This essay studies the mechanics informing the construction of a single healing cult, that of the virgin saint Empress Cunigunde (c.980-1033) and its gender aspects. The shrine of St. Cunigunde in Bamberg was well known as a healing space after her canonization in 1200, although the first miracle collection does not reveal any medical specialization of the cult. Using previously neglected late medieval narrative and archival material, the essay shows that Cunigunde was a popular female patron whose assistance was sought by women, especially during childbirth. This case of female medical patronage is analysed alongside similar practices in the cults of other saints and is regarded as one of the resources for female convalescence in the medical market of that time.

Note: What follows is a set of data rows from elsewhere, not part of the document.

//! Passes: bind resources by name, transition inputs, execute, refresh the uniform buffer.

use std::{
	collections::BTreeMap,
	ops::Deref,
	sync::{Arc, Mutex},
};

use ash::vk;
use tracing::warn;

use crate::{
	cmd::{CmdDependency, CommandBuffer},
	descriptor::{self, Binding, DescriptorPool},
	device::Device,
	pipeline::{self, ComputePipeline, GraphicsPipeline, PassPipeline},
	resource::{Buffer, BufferCreateInfo, Image, ImageCreateInfo, ImageState},
	shader::{BindingIndex, SvType},
	Error, Result,
};

/// An indexed mesh to draw instead of the fullscreen pair.
pub struct VertexData {
	pub buffer: Arc<Buffer>,
	pub vertex_offset: u64,
	pub index_offset: u64,
	pub num_indices: u64,
	pub depth_write: bool,
	pub depth_test: bool,
	pub depth_func: vk::CompareOp,
}

pub struct DepthAttachment {
	pub buffer: Arc<Image>,
	pub clear: bool,
	pub clear_value: f32,
}

pub struct BeginPassInfo {
	pub out_image: Arc<Image>,
	pub depth: Option<DepthAttachment>,
	pub wireframe: bool,
	pub clear: bool,
	pub frame_number: u64,
	pub delta_seconds: f32,
	pub clear_color: [f32; 4],
}

impl BeginPassInfo {
	pub fn new(out_image: Arc<Image>) -> Self {
		Self {
			out_image,
			depth: None,
			wireframe: false,
			clear: true,
			frame_number: 0,
			delta_seconds: 0.0,
			clear_color: [0.0; 4],
		}
	}
}

#[derive(Copy, Clone, PartialEq, Eq, Debug)]
enum UniformClass {
	ImageArray,
	Image,
	Buffer,
	Uniform,
}

struct ResolvedBinding {
	idx: BindingIndex,
	descriptor_type: vk::DescriptorType,
	ssbo: bool,
	access: crate::shader::Access,
	/// The type of the named thing: the binding's type, or a member's for member names.
	ty: Arc<SvType>,
	/// The whole binding's type.
	binding_ty: Arc<SvType>,
}

struct UniformState {
	buffer: Option<Arc<Buffer>>,
	dirty: bool,
}

#[repr(C)]
#[derive(Copy, Clone, bytemuck::NoUninit)]
struct PassConstants {
	extent: [u32; 2],
	frame_number: u64,
	delta_seconds: f32,
	_pad: u32,
}

/// Shared machinery of render and compute passes: a pipeline, a descriptor pool, the
/// coalesced uniform buffer, per-binding storage buffers, and the staged bindings.
pub struct Basepass {
	device: Device,
	pipeline: PassPipeline,
	pool: Arc<DescriptorPool>,
	uniform: Mutex<UniformState>,
	storage: Mutex<BTreeMap<(u32, u32), (Arc<Buffer>, bool)>>,
	bindings: Mutex<BTreeMap<u32, BTreeMap<(u32, u32), Binding>>>,
}

impl Basepass {
	pub fn new(device: &Device, pipeline: PassPipeline) -> Result<Self> {
		let pool = pipeline.layout().create_pool()?;

		let uniform = if pipeline.layout().uniform_size() > 0 {
			Some(Self::create_uniform_buffer(device, pipeline.layout().uniform_size())?)
		} else {
			None
		};

		let mut storage = BTreeMap::new();
		for (&key, &size) in pipeline.layout().ssbo_sizes().iter() {
			storage.insert(key, (Self::create_storage_buffer(device, size.max(16) as u64)?, false));
		}

		Ok(Self {
			device: device.clone(),
			pipeline,
			pool,
			uniform: Mutex::new(UniformState {
				buffer: uniform,
				dirty: false,
			}),
			storage: Mutex::new(storage),
			bindings: Mutex::new(BTreeMap::new()),
		})
	}

	fn create_uniform_buffer(device: &Device, size: u32) -> Result<Arc<Buffer>> {
		Buffer::new(
			device,
			BufferCreateInfo {
				size: size as u64,
				usage: vk::BufferUsageFlags::UNIFORM_BUFFER,
				mem_props: crate::interop::MemoryProps {
					mapped: true,
					..Default::default()
				},
				..Default::default()
			},
		)
	}

	fn create_storage_buffer(device: &Device, size: u64) -> Result<Arc<Buffer>> {
		Buffer::new(
			device,
			BufferCreateInfo {
				size,
				usage: vk::BufferUsageFlags::STORAGE_BUFFER,
				mem_props: crate::interop::MemoryProps {
					mapped: true,
					..Default::default()
				},
				..Default::default()
			},
		)
	}

	pub fn device(&self) -> &Device { &self.device }

	pub fn pipeline(&self) -> &PassPipeline { &self.pipeline }

	/// The pipeline stage this pass's shader runs in.
	pub fn stage(&self) -> vk::PipelineStageFlags2 {
		let mut stage = vk::PipelineStageFlags2::NONE;
		let shader = self.pipeline.main_stage();
		if shader.contains(vk::ShaderStageFlags::FRAGMENT) {
			stage |= vk::PipelineStageFlags2::FRAGMENT_SHADER;
		}
		if shader.contains(vk::ShaderStageFlags::COMPUTE) {
			stage |= vk::PipelineStageFlags2::COMPUTE_SHADER;
		}
		stage
	}

	fn resolve(&self, name: &str) -> Option<ResolvedBinding> {
		let layout = self.pipeline.layout();
		let idx = layout.index(name)?;
		let nb = layout.binding(idx)?;
		let ty = if nb.name != name {
			nb.ty.member(name)?.ty.clone()
		} else {
			nb.ty.clone()
		};
		Some(ResolvedBinding {
			idx,
			descriptor_type: nb.descriptor_type,
			ssbo: nb.ssbo(),
			access: nb.access,
			ty,
			binding_ty: nb.ty.clone(),
		})
	}

	fn uniform_class(&self, resolved: &ResolvedBinding) -> UniformClass {
		if resolved.ssbo {
			return UniformClass::Buffer;
		}
		if resolved.ty.is_image() {
			if resolved.ty.array_len != 0 {
				return UniformClass::ImageArray;
			}
			return UniformClass::Image;
		}
		UniformClass::Uniform
	}

	fn stage_binding(&self, set: u32, binding: Binding) {
		self.bindings
			.lock()
			.unwrap()
			.entry(set)
			.or_default()
			.insert(binding.key(), binding);
	}

	/// Bind an image to `name`, sampled through `filter`.
	pub fn bind_image(&self, name: &str, image: &Arc<Image>, filter: vk::Filter) {
		let Some(resolved) = self.resolve(name) else {
			warn!("no binding named `{name}`");
			return;
		};
		debug_assert_eq!(self.uniform_class(&resolved), UniformClass::Image);
		self.stage_binding(resolved.idx.set, Binding::image(image.clone(), resolved.idx.binding, filter, 0));
	}

	/// Bind an array of images to `name`.
	pub fn bind_images(&self, name: &str, images: &[(Arc<Image>, vk::Filter)]) {
		let Some(resolved) = self.resolve(name) else {
			warn!("no binding named `{name}`");
			return;
		};
		debug_assert_eq!(self.uniform_class(&resolved), UniformClass::ImageArray);
		for (i, (image, filter)) in images.iter().enumerate() {
			self.stage_binding(
				resolved.idx.set,
				Binding::image(image.clone(), resolved.idx.binding, *filter, i as u32),
			);
		}
	}

	/// Bind a buffer to `name`.
	pub fn bind_buffer(&self, name: &str, buffer: &Arc<Buffer>) {
		let Some(resolved) = self.resolve(name) else {
			warn!("no binding named `{name}`");
			return;
		};
		debug_assert_eq!(self.uniform_class(&resolved), UniformClass::Buffer);
		self.stage_binding(resolved.idx.set, Binding::buffer(buffer.clone(), resolved.idx.binding, 0, 0));
	}

	/// Write raw bytes to the uniform or storage slot behind `name`.
	///
	/// Writes to a struct's trailing variable-length array copy the whole slab, growing the
	/// storage buffer as needed.
	pub fn bind_data(&self, name: &str, data: &[u8]) -> Result<()> {
		let Some(resolved) = self.resolve(name) else {
			warn!("no binding named `{name}`");
			return Ok(());
		};
		let class = self.uniform_class(&resolved);
		let layout = self.pipeline.layout();

		let base = layout.uniform_offset(BindingIndex {
			set: resolved.idx.set,
			binding: resolved.idx.binding,
			offset: 0,
		})
		.unwrap_or(0);
		let offset = base + resolved.idx.offset;

		// A write landing exactly past the fixed prefix targets the trailing VLA.
		let vla = class == UniformClass::Buffer && resolved.idx.offset == resolved.binding_ty.size;
		let copy_size = if vla {
			data.len()
		} else {
			data.len().min(resolved.ty.size as usize)
		};
		let zero_size = if vla { data.len() } else { resolved.ty.size as usize };

		let buffer = match class {
			UniformClass::Uniform => {
				let mut uniform = self.uniform.lock().unwrap();
				uniform.dirty = true;
				uniform
					.buffer
					.clone()
					.ok_or_else(|| Error::Message("pass has no uniform buffer".into()))?
			},
			UniformClass::Buffer => {
				let key = (resolved.idx.set, resolved.idx.binding);
				let mut storage = self.storage.lock().unwrap();
				let entry = storage
					.get_mut(&key)
					.ok_or_else(|| Error::Message(format!("no storage buffer behind `{name}`")))?;

				let needed = offset as u64 + copy_size as u64;
				if needed > entry.0.size() {
					let grown = Self::create_storage_buffer(&self.device, needed.next_power_of_two())?;
					unsafe {
						std::ptr::copy_nonoverlapping(entry.0.map()?, grown.map()?, entry.0.size() as usize);
					}
					entry.0 = grown;
				}
				entry.1 = true;
				entry.0.clone()
			},
			_ => return Err(Error::Message(format!("`{name}` is not a data binding"))),
		};

		unsafe {
			let ptr = buffer.map()?.add(offset as usize);
			std::ptr::write_bytes(ptr, 0, zero_size);
			std::ptr::copy_nonoverlapping(data.as_ptr(), ptr, copy_size);
		}

		let binding_offset = if class == UniformClass::Uniform { base } else { 0 };
		self.stage_binding(
			resolved.idx.set,
			Binding::buffer(buffer, resolved.idx.binding, binding_offset, 0),
		);
		Ok(())
	}

	/// Transition an image input to the state its descriptor type implies.
	pub fn transition_input_image(&self, cmd: &Arc<CommandBuffer>, name: &str, image: &Arc<Image>) {
		let Some(resolved) = self.resolve(name) else { return };
		if !resolved.ty.is_image() {
			return;
		}
		image.transition(cmd, ImageState {
			stage_mask: self.stage(),
			access_mask: descriptor::access_for(resolved.descriptor_type),
			layout: descriptor::layout_for(resolved.descriptor_type),
		});
	}

	/// Transition a buffer input according to its reflected access flags.
	pub fn transition_input_buffer(&self, cmd: &Arc<CommandBuffer>, name: &str, buffer: &Arc<Buffer>) {
		let Some(resolved) = self.resolve(name) else { return };
		if !resolved.binding_ty.is_struct() {
			return;
		}
		let mut access = vk::AccessFlags2::empty();
		if resolved.access.read {
			access |= vk::AccessFlags2::MEMORY_READ;
		}
		if resolved.access.write {
			access |= vk::AccessFlags2::MEMORY_WRITE;
		}
		buffer.transition(
			cmd,
			crate::resource::BufferMemoryState {
				stage_mask: self.stage(),
				access_mask: access,
			},
			0,
			buffer.size(),
		);
	}

	/// Allocate and write descriptor sets for everything staged, then bind them.
	///
	/// The staged bindings survive for re-execution; only the command buffer keeps the
	/// written sets alive.
	pub fn bind_resources(&self, cmd: &Arc<CommandBuffer>) -> Result<()> {
		let staged = self.bindings.lock().unwrap();
		let mut sets = Vec::with_capacity(staged.len());
		for (&set_index, bindings) in staged.iter() {
			let set = self.pool.allocate_set(set_index)?;
			set.update(&self.device, bindings)?;
			for binding in bindings.values() {
				binding.hold(cmd);
			}
			sets.push(set);
		}
		drop(staged);

		let bind_point = self.pipeline.bind_point();
		for set in sets {
			set.bind(cmd, bind_point);
		}

		self.refresh_buffer(cmd)
	}

	/// Snapshot a dirty uniform buffer into a fresh one so later passes cannot clobber
	/// in-flight data; the old buffer stays referenced until `cmd` completes.
	pub fn refresh_buffer(&self, cmd: &Arc<CommandBuffer>) -> Result<()> {
		let mut uniform = self.uniform.lock().unwrap();
		if !uniform.dirty {
			return Ok(());
		}
		uniform.dirty = false;

		let Some(old) = uniform.buffer.clone() else {
			return Ok(());
		};
		cmd.add_dependency(old.clone());

		let size = self.pipeline.layout().uniform_size();
		let fresh = Self::create_uniform_buffer(&self.device, size)?;
		unsafe {
			std::ptr::copy_nonoverlapping(old.map()?, fresh.map()?, size as usize);
		}
		uniform.buffer = Some(fresh);
		Ok(())
	}

	/// Drop all staged bindings.
	pub fn clear_bindings(&self) { self.bindings.lock().unwrap().clear(); }
}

Keywords: miraculous healing, healing relics, Bamberg, holy virgins, female health

One of the most common medical practices available in the Middle Ages was miraculous healing performed through the intercession of saints. Cults of saints created and successfully maintained a powerful economy of miraculous aid throughout the medieval period and beyond. This economy rested on a profound belief in the efficacy of saints’ powers, accessed by a devotee through an invocation or contact with a relic, which attracted immense financial and human resources to veneration sites. While some cults achieved a European-wide reputation, most saints exercised their powers within local communities and were invoked to remedy specific maladies. This medical specialization among saints, most evident in the late Middle Ages, was ridiculed by contemporaries, as when Erasmus of Rotterdam parodied, ‘Each saint has his distinct office allotted to him, and is accordingly addressed to upon the respective occasions: as one for the tooth-ache, a second to grant an easy delivery in child-birth, a third to help persons [find] lost goods, another to protect seamen in a long voyage, a fifth to guard the farmer's cows and sheep, and so on; for to rehearse all instances would be extremely tedious’. As Erasmus's comments suggest, miraculous interventions functioned as an important resource for healing and relief, including relief in matters of gynecology and obstetrics. However, the role of saints and of God's therapy has not yet been fully incorporated into our understanding of medieval medical practice.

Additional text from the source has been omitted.